# TASK INSTRUCTIONS
Would you print every entry exactly as it appears?
─── GIVEN DATA ───
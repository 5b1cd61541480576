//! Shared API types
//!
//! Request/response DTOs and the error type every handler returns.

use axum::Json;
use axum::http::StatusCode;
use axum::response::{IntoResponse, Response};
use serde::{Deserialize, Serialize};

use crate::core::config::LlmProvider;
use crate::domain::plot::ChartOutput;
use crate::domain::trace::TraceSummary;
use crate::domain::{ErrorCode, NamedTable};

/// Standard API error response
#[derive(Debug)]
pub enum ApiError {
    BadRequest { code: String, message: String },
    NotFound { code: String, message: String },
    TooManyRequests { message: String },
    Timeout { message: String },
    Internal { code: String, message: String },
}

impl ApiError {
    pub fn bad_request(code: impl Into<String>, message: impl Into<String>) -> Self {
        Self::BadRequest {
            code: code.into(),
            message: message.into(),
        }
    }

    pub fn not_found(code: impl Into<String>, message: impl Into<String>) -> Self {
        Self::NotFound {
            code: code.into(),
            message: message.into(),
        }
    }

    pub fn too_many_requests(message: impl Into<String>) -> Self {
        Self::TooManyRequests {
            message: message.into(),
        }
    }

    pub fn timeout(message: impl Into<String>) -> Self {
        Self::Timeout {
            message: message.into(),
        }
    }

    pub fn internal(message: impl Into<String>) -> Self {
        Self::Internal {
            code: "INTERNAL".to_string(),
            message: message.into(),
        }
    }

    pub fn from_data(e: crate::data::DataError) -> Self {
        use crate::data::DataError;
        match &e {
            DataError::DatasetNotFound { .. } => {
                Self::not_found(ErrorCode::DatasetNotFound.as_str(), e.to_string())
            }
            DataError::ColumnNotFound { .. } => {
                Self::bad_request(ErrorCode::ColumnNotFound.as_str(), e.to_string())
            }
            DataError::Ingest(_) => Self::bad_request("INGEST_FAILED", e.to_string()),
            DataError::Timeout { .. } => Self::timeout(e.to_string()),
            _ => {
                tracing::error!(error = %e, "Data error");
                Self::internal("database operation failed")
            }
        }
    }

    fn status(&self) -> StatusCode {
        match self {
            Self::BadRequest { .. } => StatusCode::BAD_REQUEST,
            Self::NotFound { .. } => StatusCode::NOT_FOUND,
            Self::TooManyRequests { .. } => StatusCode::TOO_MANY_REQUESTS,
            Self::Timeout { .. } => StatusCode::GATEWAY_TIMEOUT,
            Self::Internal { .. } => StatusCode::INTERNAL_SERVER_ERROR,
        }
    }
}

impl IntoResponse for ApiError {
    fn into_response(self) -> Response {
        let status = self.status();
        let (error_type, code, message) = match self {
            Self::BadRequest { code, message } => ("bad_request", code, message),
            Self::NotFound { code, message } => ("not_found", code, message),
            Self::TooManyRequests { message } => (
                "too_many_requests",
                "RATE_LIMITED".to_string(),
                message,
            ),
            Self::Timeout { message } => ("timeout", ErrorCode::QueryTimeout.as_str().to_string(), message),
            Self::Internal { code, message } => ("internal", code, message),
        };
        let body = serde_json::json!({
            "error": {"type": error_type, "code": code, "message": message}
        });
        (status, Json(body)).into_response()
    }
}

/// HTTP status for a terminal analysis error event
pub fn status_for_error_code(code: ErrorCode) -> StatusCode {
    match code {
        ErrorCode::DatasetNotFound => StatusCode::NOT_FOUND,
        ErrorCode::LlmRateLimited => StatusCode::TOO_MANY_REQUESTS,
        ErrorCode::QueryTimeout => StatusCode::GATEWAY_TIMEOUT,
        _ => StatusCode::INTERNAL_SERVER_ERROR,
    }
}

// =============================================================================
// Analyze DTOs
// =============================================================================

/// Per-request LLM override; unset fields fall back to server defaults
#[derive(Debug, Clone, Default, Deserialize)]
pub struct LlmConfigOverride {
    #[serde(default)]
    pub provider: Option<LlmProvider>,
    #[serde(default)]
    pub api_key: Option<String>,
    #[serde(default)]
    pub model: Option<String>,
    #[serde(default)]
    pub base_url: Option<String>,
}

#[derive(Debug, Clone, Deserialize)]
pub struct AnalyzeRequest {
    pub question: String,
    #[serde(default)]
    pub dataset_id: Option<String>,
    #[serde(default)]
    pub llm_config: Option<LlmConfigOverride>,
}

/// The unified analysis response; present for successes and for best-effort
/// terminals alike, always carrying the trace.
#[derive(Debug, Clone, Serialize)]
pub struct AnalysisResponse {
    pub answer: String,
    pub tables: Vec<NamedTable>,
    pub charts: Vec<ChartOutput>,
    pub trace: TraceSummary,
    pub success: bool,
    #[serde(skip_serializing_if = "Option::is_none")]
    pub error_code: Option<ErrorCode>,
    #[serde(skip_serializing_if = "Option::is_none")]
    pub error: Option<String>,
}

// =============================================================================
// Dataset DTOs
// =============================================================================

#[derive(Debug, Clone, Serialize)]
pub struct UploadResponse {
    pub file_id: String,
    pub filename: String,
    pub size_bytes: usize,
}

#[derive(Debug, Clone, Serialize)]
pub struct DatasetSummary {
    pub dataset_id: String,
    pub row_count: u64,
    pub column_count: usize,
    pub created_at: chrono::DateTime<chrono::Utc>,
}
───
# ANSWER TO THIS PROBLEM
repository 5b1cd61541480576
//! Shared API types
//!
//! Request/response DTOs and the error type every handler returns.

use axum::Json;
use axum::http::StatusCode;
use axum::response::{IntoResponse, Response};
use serde::{Deserialize, Serialize};

use crate::core::config::LlmProvider;
use crate::domain::plot::ChartOutput;
use crate::domain::trace::TraceSummary;
use crate::domain::{ErrorCode, NamedTable};

/// Standard API error response
#[derive(Debug)]
pub enum ApiError {
    BadRequest { code: String, message: String },
    NotFound { code: String, message: String },
    TooManyRequests { message: String },
    Timeout { message: String },
    Internal { code: String, message: String },
}

impl ApiError {
    pub fn bad_request(code: impl Into<String>, message: impl Into<String>) -> Self {
        Self::BadRequest {
            code: code.into(),
            message: message.into(),
        }
    }

    pub fn not_found(code: impl Into<String>, message: impl Into<String>) -> Self {
        Self::NotFound {
            code: code.into(),
            message: message.into(),
        }
    }

    pub fn too_many_requests(message: impl Into<String>) -> Self {
        Self::TooManyRequests {
            message: message.into(),
        }
    }

    pub fn timeout(message: impl Into<String>) -> Self {
        Self::Timeout {
            message: message.into(),
        }
    }

    pub fn internal(message: impl Into<String>) -> Self {
        Self::Internal {
            code: "INTERNAL".to_string(),
            message: message.into(),
        }
    }

    pub fn from_data(e: crate::data::DataError) -> Self {
        use crate::data::DataError;
        match &e {
            DataError::DatasetNotFound { .. } => {
                Self::not_found(ErrorCode::DatasetNotFound.as_str(), e.to_string())
            }
            DataError::ColumnNotFound { .. } => {
                Self::bad_request(ErrorCode::ColumnNotFound.as_str(), e.to_string())
            }
            DataError::Ingest(_) => Self::bad_request("INGEST_FAILED", e.to_string()),
            DataError::Timeout { .. } => Self::timeout(e.to_string()),
            _ => {
                tracing::error!(error = %e, "Data error");
                Self::internal("database operation failed")
            }
        }
    }

    fn status(&self) -> StatusCode {
        match self {
            Self::BadRequest { .. } => StatusCode::BAD_REQUEST,
            Self::NotFound { .. } => StatusCode::NOT_FOUND,
            Self::TooManyRequests { .. } => StatusCode::TOO_MANY_REQUESTS,
            Self::Timeout { .. } => StatusCode::GATEWAY_TIMEOUT,
            Self::Internal { .. } => StatusCode::INTERNAL_SERVER_ERROR,
        }
    }
}

impl IntoResponse for ApiError {
    fn into_response(self) -> Response {
        let status = self.status();
        let (error_type, code, message) = match self {
            Self::BadRequest { code, message } => ("bad_request", code, message),
            Self::NotFound { code, message } => ("not_found", code, message),
            Self::TooManyRequests { message } => (
                "too_many_requests",
                "RATE_LIMITED".to_string(),
                message,
            ),
            Self::Timeout { message } => ("timeout", ErrorCode::QueryTimeout.as_str().to_string(), message),
            Self::Internal { code, message } => ("internal", code, message),
        };
        let body = serde_json::json!({
            "error": {"type": error_type, "code": code, "message": message}
        });
        (status, Json(body)).into_response()
    }
}

/// HTTP status for a terminal analysis error event
pub fn status_for_error_code(code: ErrorCode) -> StatusCode {
    match code {
        ErrorCode::DatasetNotFound => StatusCode::NOT_FOUND,
        ErrorCode::LlmRateLimited => StatusCode::TOO_MANY_REQUESTS,
        ErrorCode::QueryTimeout => StatusCode::GATEWAY_TIMEOUT,
        _ => StatusCode::INTERNAL_SERVER_ERROR,
    }
}

// =============================================================================
// Analyze DTOs
// =============================================================================

/// Per-request LLM override; unset fields fall back to server defaults
#[derive(Debug, Clone, Default, Deserialize)]
pub struct LlmConfigOverride {
    #[serde(default)]
    pub provider: Option<LlmProvider>,
    #[serde(default)]
    pub api_key: Option<String>,
    #[serde(default)]
    pub model: Option<String>,
    #[serde(default)]
    pub base_url: Option<String>,
}

#[derive(Debug, Clone, Deserialize)]
pub struct AnalyzeRequest {
    pub question: String,
    #[serde(default)]
    pub dataset_id: Option<String>,
    #[serde(default)]
    pub llm_config: Option<LlmConfigOverride>,
}

/// The unified analysis response; present for successes and for best-effort
/// terminals alike, always carrying the trace.
#[derive(Debug, Clone, Serialize)]
pub struct AnalysisResponse {
    pub answer: String,
    pub tables: Vec<NamedTable>,
    pub charts: Vec<ChartOutput>,
    pub trace: TraceSummary,
    pub success: bool,
    #[serde(skip_serializing_if = "Option::is_none")]
    pub error_code: Option<ErrorCode>,
    #[serde(skip_serializing_if = "Option::is_none")]
    pub error: Option<String>,
}

// =============================================================================
// Dataset DTOs
// =============================================================================

#[derive(Debug, Clone, Serialize)]
pub struct UploadResponse {
    pub file_id: String,
    pub filename: String,
    pub size_bytes: usize,
}

#[derive(Debug, Clone, Serialize)]
pub struct DatasetSummary {
    pub dataset_id: String,
    pub row_count: u64,
    pub column_count: usize,
    pub created_at: chrono::DateTime<chrono::Utc>,
}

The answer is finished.